Specific data and numbers for the past year were not available, according to Hudson who said the information will be included in the Division of Forensic Science's 2017 Annual Report set to be released in the next few weeks.
"As a physician, I have seen the toll that addiction takes on individuals and their families, and I have personally seen the effects of dangerous combinations with fentanyl, heroin and cocaine," Delaware Department of Health and Social Services Secretary Dr. Kara Odom Walker said. "Even one use of an illicit drug can be lead to overdose and death, but the added presence of fentanyl dramatically increases those risks. We hope that those affected will talk with a provider to help individuals get connected to treatment for this disease."

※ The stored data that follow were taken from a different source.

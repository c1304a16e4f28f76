//! Stderr logger driven by `-v` occurrences.

use log::{LevelFilter, Log, Metadata, Record};

struct StderrLogger;

static LOGGER: StderrLogger = StderrLogger;

impl Log for StderrLogger {
    fn enabled(&self, metadata: &Metadata<'_>) -> bool {
        metadata.level() <= log::max_level()
    }

    fn log(&self, record: &Record<'_>) {
        if self.enabled(record.metadata()) {
            eprintln!("[{:<5} {}] {}", record.level(), record.target(), record.args());
        }
    }

    fn flush(&self) {}
}

/// Map a `-v` count to a level filter.
pub fn level_for(verbosity: u8) -> LevelFilter {
    match verbosity {
        0 => LevelFilter::Warn,
        1 => LevelFilter::Info,
        2 => LevelFilter::Debug,
        _ => LevelFilter::Trace,
    }
}

/// Install the logger. A second call keeps the first logger.
pub fn init(verbosity: u8) {
    if log::set_logger(&LOGGER).is_ok() {
        log::set_max_level(level_for(verbosity));
    }
}

#[cfg(test)]
mod tests {
    use super::*;

    #[test]
    fn test_level_for() {
        assert_eq!(level_for(0), LevelFilter::Warn);
        assert_eq!(level_for(2), LevelFilter::Debug);
        assert_eq!(level_for(9), LevelFilter::Trace);
    }
}
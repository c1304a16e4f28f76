//! Presentation tree for decoded structures.
//!
//! Every decoded value becomes a [`TreeNode`] whose label follows the
//! dissector conventions: primitives render as `"<name> : <TYPE> (<value>)"`,
//! structures as `"<name> : <TYPE>"` and shape records by their record name.
//! Absent optional fields produce no child.

use oxiswf_core::{FileElement, Fixed8, Flag, FloatFBits, SBits, UBits, UInt8, UInt16};
use oxiswf_shape::{
    Color, CurvedEdgeRecord, EndShapeRecord, FillStyle, FillStyleArray, FillStyleKind,
    FocalGradient, Gradient, GradientRecord, LineStyle, LineStyle2, LineStyleArray,
    LineStyleRecord, Matrix, NewStyles, Rgb, Rgba, Shape, ShapeRecord, ShapeRecordList,
    ShapeWithStyle, StraightEdgeRecord, StyleChangeRecord,
};
use serde::Serialize;
use std::fmt;

/// One node of the presentation tree.
#[derive(Debug, Clone, PartialEq, Eq, Serialize)]
pub struct TreeNode {
    /// Field name, e.g. `ShapeRecord[3]`.
    pub name: String,
    /// Display label.
    pub label: String,
    /// Absolute bit offset of the element.
    pub bit_position: u64,
    /// Bits occupied by the element.
    pub bit_length: u64,
    /// Child elements in stream order.
    pub children: Vec<TreeNode>,
}

impl TreeNode {
    fn new(
        name: &str,
        label: String,
        element: &impl FileElement,
        children: Vec<TreeNode>,
    ) -> Self {
        Self {
            name: name.to_string(),
            label,
            bit_position: element.bit_position(),
            bit_length: element.bit_length(),
            children,
        }
    }

    fn primitive(
        name: &str,
        type_name: &str,
        value: impl fmt::Display,
        element: &impl FileElement,
    ) -> Self {
        Self::new(
            name,
            format!("{} : {} ({})", name, type_name, value),
            element,
            Vec::new(),
        )
    }

    fn structure(
        name: &str,
        type_name: &str,
        element: &impl FileElement,
        children: Vec<TreeNode>,
    ) -> Self {
        Self::new(name, format!("{} : {}", name, type_name), element, children)
    }

    /// Find a direct child by name.
    #[cfg(test)]
    pub fn child(&self, name: &str) -> Option<&TreeNode> {
        self.children.iter().find(|c| c.name == name)
    }

    /// Number of nodes in this subtree, this node included.
    pub fn node_count(&self) -> usize {
        1 + self.children.iter().map(TreeNode::node_count).sum::<usize>()
    }

    fn fmt_depth(&self, f: &mut fmt::Formatter<'_>, depth: usize) -> fmt::Result {
        writeln!(
            f,
            "{:indent$}{}  [bit {}, {} bits]",
            "",
            self.label,
            self.bit_position,
            self.bit_length,
            indent = depth * 2
        )?;
        for child in &self.children {
            child.fmt_depth(f, depth + 1)?;
        }
        Ok(())
    }
}

impl fmt::Display for TreeNode {
    fn fmt(&self, f: &mut fmt::Formatter<'_>) -> fmt::Result {
        self.fmt_depth(f, 0)
    }
}

/// Conversion of a decoded value into a presentation node.
pub trait ToTree {
    /// Build the node for this value under field name `name`.
    fn to_tree(&self, name: &str) -> TreeNode;
}

/// Child list builder.
#[derive(Default)]
struct Children(Vec<TreeNode>);

impl Children {
    fn new() -> Self {
        Self::default()
    }

    fn add(mut self, name: &str, value: &impl ToTree) -> Self {
        self.0.push(value.to_tree(name));
        self
    }

    fn add_opt<T: ToTree>(self, name: &str, value: Option<&T>) -> Self {
        match value {
            Some(value) => self.add(name, value),
            None => self,
        }
    }

    fn add_list<T: ToTree>(mut self, name: &str, items: &[T]) -> Self {
        self.0.extend(
            items
                .iter()
                .enumerate()
                .map(|(i, item)| item.to_tree(&format!("{}[{}]", name, i))),
        );
        self
    }

    fn extend(mut self, nodes: Vec<TreeNode>) -> Self {
        self.0.extend(nodes);
        self
    }

    fn build(self) -> Vec<TreeNode> {
        self.0
    }
}

impl ToTree for UBits {
    fn to_tree(&self, name: &str) -> TreeNode {
        TreeNode::primitive(name, "UBITS", self.value(), self)
    }
}

impl ToTree for SBits {
    fn to_tree(&self, name: &str) -> TreeNode {
        TreeNode::primitive(name, "SBITS", self.value(), self)
    }
}

impl ToTree for Flag {
    fn to_tree(&self, name: &str) -> TreeNode {
        TreeNode::primitive(name, "FLAG", self.value(), self)
    }
}

impl ToTree for FloatFBits {
    fn to_tree(&self, name: &str) -> TreeNode {
        TreeNode::primitive(name, "FLOATFBITS", format!("{:.6}", self.value()), self)
    }
}

impl ToTree for UInt8 {
    fn to_tree(&self, name: &str) -> TreeNode {
        TreeNode::primitive(name, "UINT8", self.value(), self)
    }
}

impl ToTree for UInt16 {
    fn to_tree(&self, name: &str) -> TreeNode {
        TreeNode::primitive(name, "UINT16", self.value(), self)
    }
}

impl ToTree for Fixed8 {
    fn to_tree(&self, name: &str) -> TreeNode {
        TreeNode::primitive(name, "FIXED8", format!("{:.6}", self.value()), self)
    }
}

impl ToTree for Matrix {
    fn to_tree(&self, name: &str) -> TreeNode {
        let children = Children::new()
            .add("HasScale", &self.has_scale())
            .add_opt("NScaleBits", self.n_scale_bits().as_ref())
            .add_opt("ScaleX", self.scale_x().as_ref())
            .add_opt("ScaleY", self.scale_y().as_ref())
            .add("HasRotate", &self.has_rotate())
            .add_opt("NRotateBits", self.n_rotate_bits().as_ref())
            .add_opt("RotateSkew0", self.rotate_skew0().as_ref())
            .add_opt("RotateSkew1", self.rotate_skew1().as_ref())
            .add("NTranslateBits", &self.n_translate_bits())
            .add("TranslateX", &self.translate_x())
            .add("TranslateY", &self.translate_y())
            .build();
        TreeNode::structure(name, "MATRIX", self, children)
    }
}

impl ToTree for Rgb {
    fn to_tree(&self, name: &str) -> TreeNode {
        let children = Children::new()
            .add("Red", &self.red())
            .add("Green", &self.green())
            .add("Blue", &self.blue())
            .build();
        TreeNode::structure(name, "RGB", self, children)
    }
}

impl ToTree for Rgba {
    fn to_tree(&self, name: &str) -> TreeNode {
        let children = Children::new()
            .add("Red", &self.red())
            .add("Green", &self.green())
            .add("Blue", &self.blue())
            .add("Alpha", &self.alpha())
            .build();
        TreeNode::structure(name, "RGBA", self, children)
    }
}

impl ToTree for Color {
    fn to_tree(&self, name: &str) -> TreeNode {
        match self {
            Self::Rgb(c) => c.to_tree(name),
            Self::Rgba(c) => c.to_tree(name),
        }
    }
}

impl ToTree for GradientRecord {
    fn to_tree(&self, name: &str) -> TreeNode {
        let children = Children::new()
            .add("Ratio", &self.ratio())
            .add("Color", self.color())
            .build();
        TreeNode::structure(name, "GRADRECORD", self, children)
    }
}

fn gradient_children(gradient: &Gradient) -> Children {
    Children::new()
        .add("SpreadMode", &gradient.spread_mode())
        .add("InterpolationMode", &gradient.interpolation_mode())
        .add("NumGradients", &gradient.num_gradients())
        .add_list("GradientRecords", gradient.records())
}

impl ToTree for Gradient {
    fn to_tree(&self, name: &str) -> TreeNode {
        TreeNode::structure(name, "GRADIENT", self, gradient_children(self).build())
    }
}

impl ToTree for FocalGradient {
    fn to_tree(&self, name: &str) -> TreeNode {
        let children = gradient_children(self.gradient())
            .add("FocalPoint", &self.focal_point())
            .build();
        TreeNode::structure(name, "FOCALGRADIENT", self, children)
    }
}

impl ToTree for FillStyle {
    fn to_tree(&self, name: &str) -> TreeNode {
        let children = Children::new().add("FillStyleType", &self.fill_style_type());
        let children = match self.kind() {
            FillStyleKind::Solid { color } => children.add("Color", color),
            FillStyleKind::Gradient { matrix, gradient } => children
                .add("GradientMatrix", matrix)
                .add("Gradient", gradient),
            FillStyleKind::FocalGradient { matrix, gradient } => children
                .add("GradientMatrix", matrix)
                .add("Gradient", gradient),
            FillStyleKind::Bitmap { bitmap_id, matrix } => children
                .add("BitmapId", bitmap_id)
                .add("BitmapMatrix", matrix),
        };
        TreeNode::structure(name, "FILLSTYLE", self, children.build())
    }
}

impl ToTree for FillStyleArray {
    fn to_tree(&self, name: &str) -> TreeNode {
        let children = Children::new()
            .add("FillStyleCount", &self.count())
            .add_opt("FillStyleCountExtended", self.count_extended().as_ref())
            .add_list("FillStyles", self.styles())
            .build();
        TreeNode::structure(name, "FILLSTYLEARRAY", self, children)
    }
}

impl ToTree for LineStyle {
    fn to_tree(&self, name: &str) -> TreeNode {
        let children = Children::new()
            .add("Width", &self.width())
            .add("Color", self.color())
            .build();
        TreeNode::structure(name, "LINESTYLE", self, children)
    }
}

impl ToTree for LineStyle2 {
    fn to_tree(&self, name: &str) -> TreeNode {
        let children = Children::new()
            .add("Width", &self.width())
            .add("StartCapStyle", &self.start_cap_style())
            .add("JoinStyle", &self.join_style())
            .add("HasFillFlag", &self.has_fill())
            .add("NoHScaleFlag", &self.no_h_scale())
            .add("NoVScaleFlag", &self.no_v_scale())
            .add("PixelHintingFlag", &self.pixel_hinting())
            .add("Reserved", &self.reserved())
            .add("NoClose", &self.no_close())
            .add("EndCapStyle", &self.end_cap_style())
            .add_opt("MiterLimitFactor", self.miter_limit_factor().as_ref())
            .add_opt("Color", self.color())
            .add_opt("FillType", self.fill_type())
            .build();
        TreeNode::structure(name, "LINESTYLE2", self, children)
    }
}

impl ToTree for LineStyleRecord {
    fn to_tree(&self, name: &str) -> TreeNode {
        match self {
            Self::LineStyle(style) => style.to_tree(name),
            Self::LineStyle2(style) => style.to_tree(name),
        }
    }
}

impl ToTree for LineStyleArray {
    fn to_tree(&self, name: &str) -> TreeNode {
        let children = Children::new()
            .add("LineStyleCount", &self.count())
            .add_opt("LineStyleCountExtended", self.count_extended().as_ref())
            .add_list("LineStyles", self.styles())
            .build();
        TreeNode::structure(name, "LINESTYLEARRAY", self, children)
    }
}

fn record_node(
    name: &str,
    record: &impl FileElement,
    kind: &str,
    children: Vec<TreeNode>,
) -> TreeNode {
    TreeNode::new(name, format!("{} : {}", name, kind), record, children)
}

impl ToTree for EndShapeRecord {
    fn to_tree(&self, name: &str) -> TreeNode {
        let children = Children::new()
            .add("TypeFlag", &self.type_flag())
            .add("EndOfShape", &self.end_of_shape())
            .build();
        record_node(name, self, "EndShapeRecord", children)
    }
}

impl ToTree for StraightEdgeRecord {
    fn to_tree(&self, name: &str) -> TreeNode {
        let children = Children::new()
            .add("TypeFlag", &self.type_flag())
            .add("StraightFlag", &self.straight_flag())
            .add("NumBits", &self.num_bits())
            .add("GeneralLineFlag", &self.general_line_flag())
            .add_opt("VertLineFlag", self.vert_line_flag().as_ref())
            .add_opt("DeltaX", self.delta_x().as_ref())
            .add_opt("DeltaY", self.delta_y().as_ref())
            .build();
        record_node(name, self, "StraightEdgeRecord", children)
    }
}

impl ToTree for CurvedEdgeRecord {
    fn to_tree(&self, name: &str) -> TreeNode {
        let children = Children::new()
            .add("TypeFlag", &self.type_flag())
            .add("StraightFlag", &self.straight_flag())
            .add("NumBits", &self.num_bits())
            .add("ControlDeltaX", &self.control_delta_x())
            .add("ControlDeltaY", &self.control_delta_y())
            .add("AnchorDeltaX", &self.anchor_delta_x())
            .add("AnchorDeltaY", &self.anchor_delta_y())
            .build();
        record_node(name, self, "CurvedEdgeRecord", children)
    }
}

fn new_styles_children(styles: &NewStyles) -> Vec<TreeNode> {
    Children::new()
        .add("FillStyles", styles.fill_styles())
        .add("LineStyles", styles.line_styles())
        .add("NumFillBits", &styles.num_fill_bits())
        .add("NumLineBits", &styles.num_line_bits())
        .build()
}

impl ToTree for StyleChangeRecord {
    fn to_tree(&self, name: &str) -> TreeNode {
        let children = Children::new()
            .add("TypeFlag", &self.type_flag())
            .add("StateNewStyles", &self.state_new_styles())
            .add("StateLineStyle", &self.state_line_style())
            .add("StateFillStyle1", &self.state_fill_style1())
            .add("StateFillStyle0", &self.state_fill_style0())
            .add("StateMoveTo", &self.state_move_to())
            .add_opt("MoveBits", self.move_bits().as_ref())
            .add_opt("MoveDeltaX", self.move_delta_x().as_ref())
            .add_opt("MoveDeltaY", self.move_delta_y().as_ref())
            .add_opt("FillStyle0", self.fill_style0().as_ref())
            .add_opt("FillStyle1", self.fill_style1().as_ref())
            .add_opt("LineStyle", self.line_style().as_ref())
            .extend(self.new_styles().map(new_styles_children).unwrap_or_default())
            .build();
        record_node(name, self, "StyleChangeRecord", children)
    }
}

impl ToTree for ShapeRecord {
    fn to_tree(&self, name: &str) -> TreeNode {
        match self {
            Self::EndShape(record) => record.to_tree(name),
            Self::StraightEdge(record) => record.to_tree(name),
            Self::CurvedEdge(record) => record.to_tree(name),
            Self::StyleChange(record) => record.to_tree(name),
        }
    }
}

impl ToTree for ShapeRecordList {
    fn to_tree(&self, name: &str) -> TreeNode {
        let children = Children::new().add_list(name, self.records()).build();
        TreeNode::structure(name, "SHAPERECORDLIST", self, children)
    }
}

impl ToTree for Shape {
    fn to_tree(&self, name: &str) -> TreeNode {
        let children = Children::new()
            .add("NumFillBits", &self.num_fill_bits())
            .add("NumLineBits", &self.num_line_bits())
            .add("ShapeRecord", self.records())
            .build();
        TreeNode::structure(name, "SHAPE", self, children)
    }
}

impl ToTree for ShapeWithStyle {
    fn to_tree(&self, name: &str) -> TreeNode {
        let children = Children::new()
            .add("FillStyles", self.fill_styles())
            .add("LineStyles", self.line_styles())
            .add("Shape", self.shape())
            .build();
        TreeNode::structure(name, "SHAPEWITHSTYLE", self, children)
    }
}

Drug dealers sell fentanyl in a variety of ways, according to the Drug Enforcement Administration. Dealers sell pure fentanyl in white powder form to users who assume they are buying heroin. They lace fentanyl with cocaine or heroin, and they press fentanyl into pills and pass them off as OxyContin.
"Too many times, our police officers and other first responders see first-hand the dangers of fentanyl-related overdoses," Department of Safety and Homeland Security Secretary Robert Coupe said. "That's why we encourage anyone who is using or suffering from addiction to call for help or to ask a police officer, a medical professional or another first responder for help. Our first priority is to save lives."
Individuals and families can visit DHSS' website, www.HelpIsHereDE.com, for addiction treatment and recovery services in Delaware and nearby states. If individuals see someone overdosing, they should call 911.
Under Delaware's 911/Good Samaritan Law, people who call 911 to report an overdose and the person in medical distress cannot be arrested for low-level drug crimes.